**TRY IT**
Compute how many lines in the listing below hold the string "MatchSurfaces", then state only the result.
(RECORDED DATA)
pub mod error;
pub mod math;
pub mod model;
pub mod operations;

pub use error::{MurusError, Result};
/// Drops the pairings of every sub-surface of a surface, cascading to each
/// partner sub-surface.
pub(crate) fn clear_sub_surface_pairings(store: &mut SurfaceStore, id: SurfaceId) {
    let children = match store.surface(id) {
        Ok(data) => data.sub_surfaces.clone(),
        Err(_) => return,
    };
    for child in children {
        let partner = store
            .sub_surface(child)
            .ok()
            .and_then(|data| data.adjacent_sub_surface);
        if let Some(partner) = partner {
            if let Ok(data) = store.sub_surface_mut(partner) {
                data.adjacent_sub_surface = None;
            }
        }
        if let Ok(data) = store.sub_surface_mut(child) {
            data.adjacent_sub_surface = None;
        }
    }
}

/// Establishes the symmetric adjacent-surface pairing between two surfaces.
///
/// This is the low-level relation setter: planes are not checked for
/// geometric reverse-equality here. A surface may pair with itself
/// (multiplier-based story repetition).
///
/// On a new pairing, any other surface previously pointing at either side is
/// forcibly unpaired and reset to its defaulted boundary condition, and both
/// sides' sub-surface pairings are cleared for independent re-resolution.
/// Re-affirming an existing pairing skips the cascades.
pub struct MatchSurfaces {
    surface: SurfaceId,
    other: SurfaceId,
}

impl MatchSurfaces {
    /// Creates a new `MatchSurfaces` operation.
    #[must_use]
    pub fn new(surface: SurfaceId, other: SurfaceId) -> Self {
        Self { surface, other }
    }

    /// Executes the pairing. Returns `true` on success.
    ///
    /// # Errors
    ///
    /// Returns an error if either surface is not found in the store.
    pub fn execute(&self, store: &mut SurfaceStore) -> Result<bool> {
        store.surface(self.surface)?;
        store.surface(self.other)?;

        let is_new_match = store.surface(self.surface)?.adjacent_surface != Some(self.other)
            || store.surface(self.other)?.adjacent_surface != Some(self.surface);

        if is_new_match {
            // at most one partner per surface, never a dangling half-pair
            for side in [self.surface, self.other] {
                for previous in store.surfaces_pointing_at(side) {
                    if previous != self.surface && previous != self.other {
                        unpair_surface(store, previous);
                    }
                }
                unpair_surface(store, side);
            }
        }

        for (side, partner) in [(self.surface, self.other), (self.other, self.surface)] {
            let data = store.surface_mut(side)?;
            data.adjacent_surface = Some(partner);
            data.other_side_coefficients = None;
            data.other_side_conditions_model = None;
            data.refresh_defaults();
        }
        Ok(true)
    }
}

/// Dissolves a surface's pairing, cascading to the partner side.
pub struct UnmatchSurface {
    surface: SurfaceId,
}

impl UnmatchSurface {
    /// Creates a new `UnmatchSurface` operation.
    #[must_use]
    pub fn new(surface: SurfaceId) -> Self {
        Self { surface }
    }

    /// Executes the unpairing. A surface with no pairing is left unchanged.
    ///
    /// # Errors
    ///
    /// Returns an error if the surface is not found in the store.
    pub fn execute(&self, store: &mut SurfaceStore) -> Result<()> {
        store.surface(self.surface)?;
        unpair_surface(store, self.surface);
        Ok(())
    }
}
(End RECORDED DATA)
**ANSWER FOR THE TASK**
3